Someone has given you hope.
2. When encouragement is meaningful, it can strengthen your writing. If someone takes the time to not only encourage but to explain it, your writing will benefit. I’ve talked before about excessive positive feedback is little more than “fluff”. If someone just goes around screaming “AHHHHH I LUV THIS SO MUUUUUCHHHHH”, you haven’t benefited at all. You probably blushed and went “pff you’re too kind” and moved on.
However, when someone says “you did a really good job here” and then explains why they think you did well, you will grow as a writer.
When you know what you’re doing write, you know what to keep doing. Learning what you do write is just as important as learning what you do wrong. You need both.
3. Encouragement keeps you from judging yourself. It’s never a good idea to hate your own work. It’s okay to be critical, but it’s NOT okay to be your worst critic.
If someone encourages you, they open your eyes to the good things about your writing.
I recently had someone comment on a chapter of Agram Awakens in which they said (and I paraphrase) “I really like how you can convey so much emotion with these two simple words”.

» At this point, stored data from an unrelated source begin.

//! Per-room fan-out with non-blocking backpressure.
//!
//! A room is a single command loop that owns its member set. Joins, leaves,
//! broadcasts and snapshots all travel through one channel and are applied
//! one at a time, so membership never races:
//!
//! ```text
//! read pump A ──┐                       ┌──► queue A ──► write pump A
//! read pump B ──┼──► commands ──► Room ─┼──► queue B ──► write pump B
//! registry    ──┘        ▲              └──► queue C ──► write pump C
//!                        │
//!                 shutdown (watch)
//! ```
//!
//! Delivery into a member queue is `try_send`. A full queue means a stalled
//! consumer: that member is evicted on the spot instead of slowing the loop.

use std::collections::HashMap;
use std::fmt;
use std::sync::Arc;
use tokio::sync::mpsc::error::TrySendError;
use tokio::sync::{mpsc, oneshot, watch};

use crate::config::{EchoPolicy, HubConfig};
use crate::protocol::{HubError, Payload, PeerId, SystemMessage, ROOM_COMMAND_CAPACITY};

enum RoomCommand {
    Join {
        peer: PeerId,
        queue: mpsc::Sender<Payload>,
        ack: oneshot::Sender<()>,
    },
    Leave {
        peer: PeerId,
    },
    Broadcast {
        from: PeerId,
        payload: Payload,
    },
    Snapshot {
        reply: oneshot::Sender<RoomSnapshot>,
    },
}

/// Why a room loop stopped.
#[derive(Debug, Clone, Copy, PartialEq, Eq)]
pub enum RoomExit {
    /// The last member left or was evicted.
    Emptied,
    /// The shutdown signal fired.
    Shutdown,
    /// Every command sender was dropped.
    Abandoned,
}

/// Point-in-time view of a room, taken inside its loop.
#[derive(Debug, Clone, Default, PartialEq, Eq)]
pub struct RoomSnapshot {
    pub members: Vec<PeerId>,
    pub broadcasts: u64,
    pub evictions: u64,
}

/// Cloneable address of a running room.
#[derive(Clone)]
pub struct RoomHandle {
    pin: Arc<str>,
    commands: mpsc::Sender<RoomCommand>,
}

impl fmt::Debug for RoomHandle {
    fn fmt(&self, f: &mut fmt::Formatter<'_>) -> fmt::Result {
        f.debug_struct("RoomHandle")
            .field("pin", &self.pin)
            .field("closed", &self.is_closed())
            .finish()
    }
}

impl RoomHandle {
    pub fn pin(&self) -> &str {
        &self.pin
    }

    /// Add `peer` with its outbound queue.
    ///
    /// Resolves once the loop has applied the join. Fails with
    /// [`HubError::RoomClosed`] if the room terminated first, in which case
    /// `queue` has been dropped.
    pub async fn join(&self, peer: PeerId, queue: mpsc::Sender<Payload>) -> Result<(), HubError> {
        let (ack, acked) = oneshot::channel();
        self.commands
            .send(RoomCommand::Join { peer, queue, ack })
            .await
            .map_err(|_| HubError::RoomClosed)?;
        acked.await.map_err(|_| HubError::RoomClosed)
    }

    /// Remove `peer`. A no-op for non-members and for a terminated room.
    pub async fn leave(&self, peer: PeerId) {
        let _ = self.commands.send(RoomCommand::Leave { peer }).await;
    }

    pub async fn broadcast(&self, from: PeerId, payload: Payload) -> Result<(), HubError> {
        self.commands
            .send(RoomCommand::Broadcast { from, payload })
            .await
            .map_err(|_| HubError::RoomClosed)
    }

    pub async fn snapshot(&self) -> Result<RoomSnapshot, HubError> {
        let (reply, snapshot) = oneshot::channel();
        self.commands
            .send(RoomCommand::Snapshot { reply })
            .await
            .map_err(|_| HubError::RoomClosed)?;
        snapshot.await.map_err(|_| HubError::RoomClosed)
    }

    pub async fn members(&self) -> Result<Vec<PeerId>, HubError> {
        Ok(self.snapshot().await?.members)
    }

    /// Whether the loop has terminated.
    pub fn is_closed(&self) -> bool {
        self.commands.is_closed()
    }

    /// Wait until the loop has terminated.
    pub async fn closed(&self) {
        self.commands.closed().await
    }

    /// Whether both handles address the same room instance.
    pub fn same_room(&self, other: &RoomHandle) -> bool {
        self.commands.same_channel(&other.commands)
    }
}

/// The broadcast domain for one PIN.
pub struct Room {
    pin: Arc<str>,
    config: HubConfig,
    members: HashMap<PeerId, mpsc::Sender<Payload>>,
    commands: mpsc::Receiver<RoomCommand>,
    shutdown: watch::Receiver<bool>,
    broadcasts: u64,
    evictions: u64,
}

impl Room {
    /// Create a room and its handle. Nothing runs until [`Room::run`] is polled.
    pub fn new(
        pin: impl Into<Arc<str>>,
        config: HubConfig,
        shutdown: watch::Receiver<bool>,
    ) -> (Self, RoomHandle) {
        let pin = pin.into();
        let (tx, rx) = mpsc::channel(ROOM_COMMAND_CAPACITY);
        let room = Self {
            pin: pin.clone(),
            config,
            members: HashMap::new(),
            commands: rx,
            shutdown,
            broadcasts: 0,
            evictions: 0,
        };
        (room, RoomHandle { pin, commands: tx })
    }

    /// Run the command loop until the room empties or shuts down.
    ///
    /// Every member queue is closed on the way out; commands still buffered
    /// are dropped, which fails their senders with `RoomClosed`.
    pub async fn run(mut self) -> RoomExit {
        log::debug!("Room {} opened", self.pin);

        let exit = loop {
            if *self.shutdown.borrow_and_update() {
                break RoomExit::Shutdown;
            }

            tokio::select! {
                biased;

                changed = self.shutdown.changed() => {
                    if changed.is_err() {
                        break RoomExit::Shutdown;
                    }
                }

                command = self.commands.recv() => match command {
                    Some(command) => {
                        if let Some(exit) = self.apply(command) {
                            break exit;
                        }
                    }
                    None => break RoomExit::Abandoned,
                },
            }
        };

        self.commands.close();
        self.members.clear();
        log::debug!("Room {} closed ({exit:?})", self.pin);
        exit
    }

    fn apply(&mut self, command: RoomCommand) -> Option<RoomExit> {
        match command {
            RoomCommand::Join { peer, queue, ack } => self.join(peer, queue, ack),
            RoomCommand::Leave { peer } => self.leave(peer),
            RoomCommand::Broadcast { from, payload } => self.broadcast(from, payload),
            RoomCommand::Snapshot { reply } => {
                let _ = reply.send(RoomSnapshot {
                    members: self.members.keys().copied().collect(),
                    broadcasts: self.broadcasts,
                    evictions: self.evictions,
                });
                None
            }
        }
    }

    fn join(
        &mut self,
        peer: PeerId,
        queue: mpsc::Sender<Payload>,
        ack: oneshot::Sender<()>,
    ) -> Option<RoomExit> {
        if self.config.welcome {
            match SystemMessage::joined(&*self.pin).encode() {
                Ok(welcome) => {
                    let _ = queue.try_send(welcome);
                }
                Err(e) => log::warn!("Failed to encode welcome for room {}: {e}", self.pin),
            }
        }
        self.members.insert(peer, queue);

        if ack.send(()).is_err() {
            // Joiner gave up before the ack; nobody will ever send its Leave.
            self.members.remove(&peer);
            return self.members.is_empty().then_some(RoomExit::Emptied);
        }
        None
    }

    fn leave(&mut self, peer: PeerId) -> Option<RoomExit> {
        self.members.remove(&peer)?;
        self.members.is_empty().then_some(RoomExit::Emptied)
    }

    fn broadcast(&mut self, from: PeerId, payload: Payload) -> Option<RoomExit> {
        // An evicted peer's read pump can outlive its membership.
        if !self.members.contains_key(&from) {
            log::debug!("Room {}: dropping broadcast from non-member {from}", self.pin);
            return None;
        }
        self.broadcasts += 1;

        let mut evicted = Vec::new();
        for (peer, queue) in &self.members {
            if self.config.echo == EchoPolicy::Others && *peer == from {
                continue;
            }
            match queue.try_send(payload.clone()) {
                Ok(()) => {}
                Err(TrySendError::Full(_)) => {
                    log::warn!("Peer {peer} is not keeping up, evicting from room {}", self.pin);
                    evicted.push(*peer);
                }
                Err(TrySendError::Closed(_)) => {
                    log::debug!("Peer {peer} queue already gone, evicting from room {}", self.pin);
                    evicted.push(*peer);
                }
            }
        }

        if evicted.is_empty() {
            return None;
        }
        for peer in &evicted {
            self.members.remove(peer);
        }
        self.evictions += evicted.len() as u64;
        self.members.is_empty().then_some(RoomExit::Emptied)
    }
}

And I realized… I do that a lot. I take two words and use them (sometimes as a repeated enforcer) to create a much larger emotion, something that usually takes more than two words.
This simple comment (I think it was two sentences) made me realize “oh… I’m not that bad at this writing thing”. Just prior to reading that comment, I’d been re-reading a passage of that book and wondering to myself “wow how bad is this, I’m not in this character’s head at all”.
Sure, there are a few rough spots. There always are, especially in rough drafts.
But you know what?
There are also good spots, even when I (or you) can’t see them at first glance.
4. Starving artists don’t deserve to starve.
I don’t mean starving in the literal sense, but in the sense that they’re alone. No artist deserves to be alone.
Actually, no one deserves to be alone, but that’s a post for another time.
Being an artist is hard. You create something that you feel deep down in your soul and then you reveal it to others. It’s setting out a piece of yourself for the world to see. Sometimes people will dislike it and it hurts because it feels like that piece of art is part of you.
How do you keep it from hurting? Well, you could just never show the world what you’ve created. That works. No one will ever be able to judge your creation and choose to dislike it. That’s an option, right?
Yes, but… what is the point of that creation?
You should write for yourself, true. Don’t write for others, write for you. Write what you want to read.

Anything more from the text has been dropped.